French doctor acquitted of 'mercy killing' charges
- Published
A French doctor has been acquitted of poisoning charges after giving lethal injections to help seven of his terminally ill patients die.
Lawyers for doctor Nicolas Bonnemaison hailed the decision, describing it as a "monumental verdict".
Several relatives of the victims testified on the doctor's behalf.
Earlier, the European Court of Human Rights overruled France's highest court and said that a man in a six-year coma must keep receiving medical treatment.
It suspended the Council of State's earlier ruling in favour of ending life support for Vincent Lambert, 39, in a landmark decision that divided his family.
The case is seen as unprecedented in France, where euthanasia is illegal though doctors can withdraw care.
'Vulnerable people'
In Mr Bonnemaison's case, he was accused of "poisoning particularly vulnerable people" - five women and two men - who died between March 2010 and July 2011 after being admitted to a hospital in the south-western city of Bayonne.
The courtroom erupted in applause when the judge read out the verdict on Wednesday, Reuters reports.
Mr Bonnemaison, who has already been struck off the medical register, would have faced life imprisonment if found guilty.
"There's no hero or martyr here," his lawyer, Benoit Ducos-Ader, said after leaving the court house in Pau, south-western France.
"This will force politicians to move a bit faster," he added, in reference to the growing debate in France on legalising euthanasia.
When a patient dies because medical professionals either do not do something necessary to keep the patient alive, or stop doing something that keeps patient alive. Examples are
switching off life-support machines
disconnecting a feeding tube
not carrying out a life-extending operation
not giving life-extending drugs
Doctors in France are entitled to withdraw care from a patient under a 2005 law that says life should not be prolonged "artificially" through "unnecessary or disproportionate treatment".
President Francois Hollande aims to change the law next year to allow "medical assistance to end one's life in dignity".
Mr Bonnemaison's acquittal came hours after the European court blocked a French court ruling in favour of ending life support for Mr Lambert, who was left a tetraplegic after a motorcycle accident.

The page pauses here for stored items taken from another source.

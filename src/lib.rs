//! Courier: chat client UI pieces built on gpui.
//!
//! - `domain`: message and session records received from the server
//! - `i18n`: localizable text and translation catalogs
//! - `services`: resource resolution, action sheet plumbing, downloads
//! - `ui`: theme, styling, and the input and lightbox components
//! - `app`: window bootstrap and key bindings

pub mod app;
pub mod config;
pub mod domain;
pub mod error;
pub mod i18n;
pub mod services;
pub mod ui;

pub use error::{Error, Result};
//! Color themes.
//!
//! A [`Theme`] is passed into each component when it is built; components
//! never look one up on their own.

use gpui::Hsla;
use serde::{Deserialize, Serialize};

/// Brand blue, `hsl(222, 99%, 69%)`. Also the focused input underline.
pub const BORDER_COLOR: Hsla = Hsla {
    h: 222.0 / 360.0,
    s: 0.99,
    l: 0.69,
    a: 1.0,
};

/// 50% grey at half opacity. Placeholders and unfocused underlines.
pub const HALF_COLOR: Hsla = Hsla {
    h: 0.0,
    s: 0.0,
    l: 0.5,
    a: 0.5,
};

/// Height of the lightbox header bar.
pub const NAVBAR_SIZE: f32 = 58.0;

/// Height of the lightbox footer bar.
pub const FOOTER_SIZE: f32 = 44.0;

const fn grey(l: f32) -> Hsla {
    Hsla {
        h: 0.0,
        s: 0.0,
        l,
        a: 1.0,
    }
}

/// Light or dark.
#[derive(Debug, Clone, Copy, Default, PartialEq, Eq, Serialize, Deserialize)]
#[serde(rename_all = "lowercase")]
pub enum ThemeMode {
    Light,
    #[default]
    Dark,
}

/// Resolved palette.
#[derive(Debug, Clone, Copy, PartialEq)]
pub struct ThemeColors {
    pub background: Hsla,
    pub surface: Hsla,
    pub surface_elevated: Hsla,
    pub text_primary: Hsla,
    pub text_secondary: Hsla,
    pub text_muted: Hsla,
    pub border: Hsla,
    pub accent: Hsla,
    /// Lightbox chrome backdrop.
    pub overlay: Hsla,
    /// Dimming behind modal sheets.
    pub scrim: Hsla,
}

impl ThemeColors {
    pub fn dark() -> Self {
        Self {
            background: grey(0.13),
            surface: grey(0.17),
            surface_elevated: grey(0.22),
            text_primary: grey(1.0),
            text_secondary: grey(0.8),
            text_muted: grey(0.6),
            border: BORDER_COLOR,
            accent: BORDER_COLOR,
            overlay: Hsla { a: 0.8, ..grey(0.0) },
            scrim: Hsla { a: 0.5, ..grey(0.0) },
        }
    }

    pub fn light() -> Self {
        Self {
            background: grey(1.0),
            surface: grey(0.98),
            surface_elevated: grey(0.94),
            text_primary: grey(0.2),
            text_secondary: grey(0.35),
            text_muted: grey(0.5),
            border: BORDER_COLOR,
            accent: BORDER_COLOR,
            overlay: Hsla { a: 0.8, ..grey(0.0) },
            scrim: Hsla { a: 0.5, ..grey(0.0) },
        }
    }
}

/// Theme handed to components.
#[derive(Debug, Clone, Copy, PartialEq)]
pub struct Theme {
    pub mode: ThemeMode,
    pub colors: ThemeColors,
}

impl Theme {
    pub fn new(mode: ThemeMode) -> Self {
        let colors = match mode {
            ThemeMode::Light => ThemeColors::light(),
            ThemeMode::Dark => ThemeColors::dark(),
        };
        Self { mode, colors }
    }

    pub fn dark() -> Self {
        Self::new(ThemeMode::Dark)
    }

    pub fn light() -> Self {
        Self::new(ThemeMode::Light)
    }

    /// Text color for content on the current background.
    pub fn color(&self) -> Hsla {
        self.colors.text_primary
    }
}

impl Default for Theme {
    fn default() -> Self {
        Self::dark()
    }
}

#[cfg(test)]
mod tests {
    use super::*;

    #[test]
    fn modes_pick_palettes() {
        assert_eq!(Theme::new(ThemeMode::Light).colors, ThemeColors::light());
        assert_eq!(Theme::new(ThemeMode::Dark).colors, ThemeColors::dark());
        assert_ne!(Theme::light().color(), Theme::dark().color());
    }

    #[test]
    fn chrome_overlay_is_translucent_black() {
        let overlay = Theme::dark().colors.overlay;
        assert_eq!(overlay.l, 0.0);
        assert_eq!(overlay.a, 0.8);
    }

    #[test]
    fn scrim_is_lighter_than_chrome_overlay() {
        for colors in [ThemeColors::dark(), ThemeColors::light()] {
            assert_eq!(colors.scrim.l, 0.0);
            assert!(colors.scrim.a < colors.overlay.a);
        }
    }
}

The case was brought by his parents and some siblings, who challenged the decision to end his life after doctors in the hospital in Reims, north-east France, decided that feeding and hydration through tubes should stop.
The doctors were also supported by Mr Lambert's wife and some of his brothers and sisters.
Mr Lambert will be kept alive while the European court - which has the power to implement urgent, temporary measures "where there is an imminent risk of irreparable harm" - considers a full review of the case.
Separately on Wednesday, campaigners lost their appeal in the UK's highest court, the Supreme Court, over the right to die concerning two severely disabled men.
The cases involve the family of the late Tony Nicklinson, from Wiltshire, who had locked-in syndrome, and Paul Lamb, of Leeds, who was paralysed in a road crash.
However, five of the judges concluded that the court had the power to declare that the current law breaches the right to a private family life, a move euthanasia campaigners said was a positive development.